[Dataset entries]
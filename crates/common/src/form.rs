//! Typed form state
//!
//! Holds one value per schema field, validates it against the field
//! descriptors and turns it into the ordered multipart parts sent on submit.

use crate::attachment::{Attachment, AttachmentSlot};
use crate::error::{Error, Result};
use crate::fields::{FieldSpec, FormSchema};
use serde::Serialize;

/// A validation failure tied to one field
#[derive(Debug, Clone, PartialEq, Eq, Serialize)]
pub struct FieldError {
    pub field: String,
    pub message: String,
}

impl FieldError {
    fn new(field: &str, message: String) -> Self {
        Self {
            field: field.to_string(),
            message,
        }
    }
}

/// Current value of one field
#[derive(Debug, Clone, PartialEq, Eq)]
pub enum FieldValue {
    Text(String),
    Files(AttachmentSlot),
}

/// Value of one multipart part
#[derive(Debug, Clone, PartialEq, Eq)]
pub enum PartValue {
    Text(String),
    File(Attachment),
}

/// One named part of the submission payload
#[derive(Debug, Clone, PartialEq, Eq)]
pub struct PayloadPart {
    pub name: String,
    pub value: PartValue,
}

/// Values for every field of a schema, in schema order
#[derive(Debug, Clone)]
pub struct FormState {
    schema: FormSchema,
    values: Vec<FieldValue>,
}

impl FormState {
    /// Create a form with every field empty
    pub fn new(schema: FormSchema) -> Self {
        let values = schema.fields().iter().map(initial_value).collect();
        Self { schema, values }
    }

    pub fn schema(&self) -> &FormSchema {
        &self.schema
    }

    /// Current value of a text or choice field
    pub fn text(&self, name: &str) -> Result<&str> {
        match self.value(name)? {
            FieldValue::Text(value) => Ok(value),
            FieldValue::Files(_) => Err(wrong_kind(name, "text")),
        }
    }

    /// Set a text or choice field
    pub fn set_text(&mut self, name: &str, value: impl Into<String>) -> Result<()> {
        match self.value_mut(name)? {
            FieldValue::Text(current) => {
                *current = value.into();
                Ok(())
            }
            FieldValue::Files(_) => Err(wrong_kind(name, "text")),
        }
    }

    /// Pick an option of a choice field
    ///
    /// Picking the option that is already selected clears the field.
    pub fn choose(&mut self, name: &str, value: &str) -> Result<()> {
        if !matches!(self.spec(name)?, FieldSpec::Choice(_)) {
            return Err(wrong_kind(name, "choice"));
        }

        let current = self.text(name)?;
        let next = if current == value { "" } else { value };
        let next = next.to_string();
        self.set_text(name, next)
    }

    pub fn slot(&self, name: &str) -> Result<&AttachmentSlot> {
        match self.value(name)? {
            FieldValue::Files(slot) => Ok(slot),
            FieldValue::Text(_) => Err(wrong_kind(name, "file")),
        }
    }

    /// Apply a file selection to a slot
    ///
    /// Files whose type the field does not accept are refused and the slot
    /// is left unchanged. A single-file slot only checks the file it keeps.
    pub fn select_files(&mut self, name: &str, files: Vec<Attachment>) -> Result<()> {
        let FieldSpec::File(descriptor) = self.spec(name)? else {
            return Err(wrong_kind(name, "file"));
        };

        let kept = if descriptor.multiple { files.len() } else { 1 };
        if let Some(rejected) = files
            .iter()
            .take(kept)
            .find(|f| !descriptor.accepts(&f.name))
        {
            return Err(Error::UnacceptedFileType {
                field: name.to_string(),
                file: rejected.name.clone(),
                accepted: descriptor.accepted_types.clone(),
            });
        }

        self.slot_mut(name)?.select(files);
        Ok(())
    }

    /// Remove one file from a slot; out-of-range indices are ignored
    pub fn remove_file(&mut self, name: &str, index: usize) -> Result<Option<Attachment>> {
        Ok(self.slot_mut(name)?.remove(index))
    }

    pub fn clear_files(&mut self, name: &str) -> Result<()> {
        self.slot_mut(name)?.clear();
        Ok(())
    }

    /// Check every field, collecting at most one error per field
    pub fn errors(&self) -> Vec<FieldError> {
        self.schema
            .fields()
            .iter()
            .zip(&self.values)
            .filter_map(|(spec, value)| check_field(spec, value))
            .collect()
    }

    pub fn validate(&self) -> Result<()> {
        let errors = self.errors();
        if errors.is_empty() {
            Ok(())
        } else {
            Err(Error::Validation(errors))
        }
    }

    /// Build the multipart parts for the current values
    ///
    /// Required text fields are always sent; optional ones only when filled
    /// in. A populated slot sends its first file; empty slots are left out.
    pub fn payload(&self) -> Vec<PayloadPart> {
        self.schema
            .fields()
            .iter()
            .zip(&self.values)
            .filter_map(|(spec, value)| {
                let part = match value {
                    FieldValue::Text(text) if spec.required() || !text.is_empty() => {
                        PartValue::Text(text.clone())
                    }
                    FieldValue::Text(_) => return None,
                    FieldValue::Files(slot) => PartValue::File(slot.first()?.clone()),
                };
                Some(PayloadPart {
                    name: spec.name().to_string(),
                    value: part,
                })
            })
            .collect()
    }

    /// Return every field to its empty state
    pub fn reset(&mut self) {
        self.values = self.schema.fields().iter().map(initial_value).collect();
    }

    /// Whether every field is empty
    pub fn is_pristine(&self) -> bool {
        self.values.iter().all(|v| match v {
            FieldValue::Text(text) => text.is_empty(),
            FieldValue::Files(slot) => slot.is_empty(),
        })
    }

    fn position(&self, name: &str) -> Result<usize> {
        self.schema
            .fields()
            .iter()
            .position(|f| f.name() == name)
            .ok_or_else(|| Error::UnknownField(name.to_string()))
    }

    fn spec(&self, name: &str) -> Result<&FieldSpec> {
        let idx = self.position(name)?;
        Ok(&self.schema.fields()[idx])
    }

    fn value(&self, name: &str) -> Result<&FieldValue> {
        let idx = self.position(name)?;
        Ok(&self.values[idx])
    }

    fn value_mut(&mut self, name: &str) -> Result<&mut FieldValue> {
        let idx = self.position(name)?;
        Ok(&mut self.values[idx])
    }

    fn slot_mut(&mut self, name: &str) -> Result<&mut AttachmentSlot> {
        match self.value_mut(name)? {
            FieldValue::Files(slot) => Ok(slot),
            FieldValue::Text(_) => Err(wrong_kind(name, "file")),
        }
    }
}

fn initial_value(spec: &FieldSpec) -> FieldValue {
    match spec {
        FieldSpec::Text(_) | FieldSpec::Choice(_) => FieldValue::Text(String::new()),
        FieldSpec::File(f) => FieldValue::Files(AttachmentSlot::empty(f.multiple)),
    }
}

fn wrong_kind(name: &str, expected: &'static str) -> Error {
    Error::WrongFieldKind {
        name: name.to_string(),
        expected,
    }
}

fn check_field(spec: &FieldSpec, value: &FieldValue) -> Option<FieldError> {
    match (spec, value) {
        (FieldSpec::Text(f), FieldValue::Text(text)) => (f.required && text.is_empty())
            .then(|| FieldError::new(&f.name, format!("{} is required", f.label))),

        (FieldSpec::Choice(f), FieldValue::Text(text)) => {
            if text.is_empty() {
                return f
                    .required
                    .then(|| FieldError::new(&f.name, format!("{} is required", f.label)));
            }
            if f.contains(text) {
                return None;
            }
            let allowed: Vec<&str> = f.options.iter().map(|o| o.value.as_str()).collect();
            Some(FieldError::new(
                &f.name,
                format!("{} must be one of: {}", f.label, allowed.join(", ")),
            ))
        }

        (FieldSpec::File(f), FieldValue::Files(slot)) => {
            if f.required && slot.is_empty() {
                return Some(FieldError::new(&f.name, f.required_message()));
            }
            slot.files()
                .iter()
                .any(|file| file.size_bytes > f.max_size_bytes)
                .then(|| FieldError::new(&f.name, f.size_message()))
        }

        // values are built from the schema, so kinds always line up
        _ => None,
    }
}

## [EXERCISE GOAL]
Among the entries above, determine how many lines hold the string "kept" and report that number alone.

## [RESPONSE TO THE TASK]
2